§ HOW TO COMPLETE THIS TASK: In full and without alteration, reproduce every record.
§ §
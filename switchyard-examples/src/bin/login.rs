use axum::http::Method;
use axum::routing::post;
use axum::{Json, Router};
use serde::Deserialize;
use serde_json::{Value, json};
use switchyard_client::{Client, LoggingInterceptor, RequestDescriptor};
use switchyard_examples::{local_registry, spawn_server};

#[derive(Debug, Deserialize)]
struct Echo {
    url: String,
    json: Value,
}

// Echo the body back the way httpbin does
async fn login(Json(body): Json<Value>) -> Json<Value> {
    Json(json!({ "url": "/login", "json": body }))
}

#[tokio::main]
async fn main() -> anyhow::Result<()> {
    tracing_subscriber::fmt::init();

    let base = spawn_server(Router::new().route("/login", post(login))).await?;
    println!("Echo server listening on {}", base);

    let client = Client::builder()
        .registry(local_registry(&base))
        .common_header("x-app", "switchyard-demo")
        .with_request_interceptor(LoggingInterceptor)
        .with_response_interceptor(LoggingInterceptor)
        .build()?;

    let descriptor = RequestDescriptor::builder("api", "/login")
        .method(Method::POST)
        .parameters(json!({ "username": "u", "password": "p" }))
        .build()?;

    let response = client.execute::<Echo>(&descriptor).await?;
    println!("status: {}", response.status());
    println!("echoed {} -> {}", response.url, response.json);
    println!(
        "attempts: {}, elapsed: {:?}",
        response.metrics().attempts,
        response.metrics().elapsed
    );
    Ok(())
}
§ §
§ SOLUTION FOR THIS EXERCISE:
filename switchyard-examples/src/bin/login.rs
use axum::http::Method;
use axum::routing::post;
use axum::{Json, Router};
use serde::Deserialize;
use serde_json::{Value, json};
use switchyard_client::{Client, LoggingInterceptor, RequestDescriptor};
use switchyard_examples::{local_registry, spawn_server};

#[derive(Debug, Deserialize)]
struct Echo {
    url: String,
    json: Value,
}

// Echo the body back the way httpbin does
async fn login(Json(body): Json<Value>) -> Json<Value> {
    Json(json!({ "url": "/login", "json": body }))
}

#[tokio::main]
async fn main() -> anyhow::Result<()> {
    tracing_subscriber::fmt::init();

    let base = spawn_server(Router::new().route("/login", post(login))).await?;
    println!("Echo server listening on {}", base);

    let client = Client::builder()
        .registry(local_registry(&base))
        .common_header("x-app", "switchyard-demo")
        .with_request_interceptor(LoggingInterceptor)
        .with_response_interceptor(LoggingInterceptor)
        .build()?;

    let descriptor = RequestDescriptor::builder("api", "/login")
        .method(Method::POST)
        .parameters(json!({ "username": "u", "password": "p" }))
        .build()?;

    let response = client.execute::<Echo>(&descriptor).await?;
    println!("status: {}", response.status());
    println!("echoed {} -> {}", response.url, response.json);
    println!(
        "attempts: {}, elapsed: {:?}",
        response.metrics().attempts,
        response.metrics().elapsed
    );
    Ok(())
}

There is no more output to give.